Scoring methods also have a crucial role in the analysis of longitudinal clinical studies in which MR imaging is used to evaluate outcomes. The classification system presented in our article is not primarily intended for scoring acute changes during therapy but instead aims at promoting a general understanding of the changes in the signal-intensity patterns of the lesions seen at MR imaging and thus standardizing and improving image interpretation and reporting of findings to rheumatologists. Otherwise, there are at least four scoring systems for the spine and at least six scoring systems for the sacroiliac joints that can be used to document the course of acute inflammatory changes in a standardized manner (4). A study group, Outcome Measures in Rheumatology (OMERACT), aims at identifying the optimal scoring system for either of the two parts of the axial skeleton.

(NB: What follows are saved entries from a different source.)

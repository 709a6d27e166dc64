use crate::api::{PushSource, PushStream};
use async_trait::async_trait;
use feedsync_common::model::{Id, WorkspaceMarker, auth::ApiToken};
use futures::StreamExt;
use reqwest::Url;
use thiserror::Error;
use tokio_tungstenite::{
    connect_async,
    tungstenite::{
        self, Message,
        client::IntoClientRequest,
        http::{HeaderValue, header::AUTHORIZATION},
    },
};
use tracing::{debug, trace};

#[derive(Debug, Error)]
pub enum PushError {
    #[error("Could not connect to the push channel: {0}")]
    Connect(#[source] tungstenite::Error),
    #[error("Push channel failed while receiving: {0}")]
    Receive(#[source] tungstenite::Error),
    #[error("Push channel was closed by the server")]
    Closed,
    #[error("Push channel token is not a valid header value")]
    InvalidToken,
}

/// Workspace-scoped push subscription over a WebSocket.
#[derive(Clone, Debug)]
pub struct WebSocketPushSource {
    url: Url,
    token: Option<ApiToken>,
}

impl WebSocketPushSource {
    #[must_use]
    pub fn new(url: Url, token: Option<ApiToken>) -> Self {
        Self { url, token }
    }

    fn subscription_url(&self, workspace_id: &Id<WorkspaceMarker>) -> Url {
        let mut url = self.url.clone();
        url.query_pairs_mut()
            .append_pair("workspaceId", workspace_id.as_str());
        url
    }
}

#[async_trait]
impl PushSource for WebSocketPushSource {
    async fn subscribe(&self, workspace_id: &Id<WorkspaceMarker>) -> Result<PushStream, PushError> {
        let url = self.subscription_url(workspace_id);
        let mut request = url
            .as_str()
            .into_client_request()
            .map_err(PushError::Connect)?;

        if let Some(token) = &self.token {
            let value = HeaderValue::from_str(&format!("Bearer {}", token.as_token_str()))
                .map_err(|_| PushError::InvalidToken)?;
            request.headers_mut().insert(AUTHORIZATION, value);
        }

        let (socket, response) = connect_async(request).await.map_err(PushError::Connect)?;
        debug!(workspace_id = %workspace_id, status = %response.status(), "Push channel connected");

        let frames = socket.filter_map(|message| async move {
            match message {
                Ok(Message::Text(text)) => Some(Ok(text.as_str().to_owned())),
                Ok(Message::Close(frame)) => {
                    debug!(?frame, "Push channel closed by server");
                    Some(Err(PushError::Closed))
                }
                Ok(other) => {
                    trace!(?other, "Ignoring non-text push frame");
                    None
                }
                Err(err) => Some(Err(PushError::Receive(err))),
            }
        });

        Ok(frames.boxed())
    }
}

I would like to take this opportunity to encourage musculoskeletal radiologists to join one of the study groups of the OMERACT initiative (5). OMERACT is an international and multidisciplinary network of rheumatologists, epidemiologists, pharmacologists, radiologists, and representatives from industry aimed at establishing and improving outcome parameters in rheumatology in a data-driven, interactive consensus process. In this multidisciplinary effort, it would certainly be advantageous to have a team of expert radiologists representing the different areas of our discipline and to improve and highlight the benefits of imaging in rheumatology.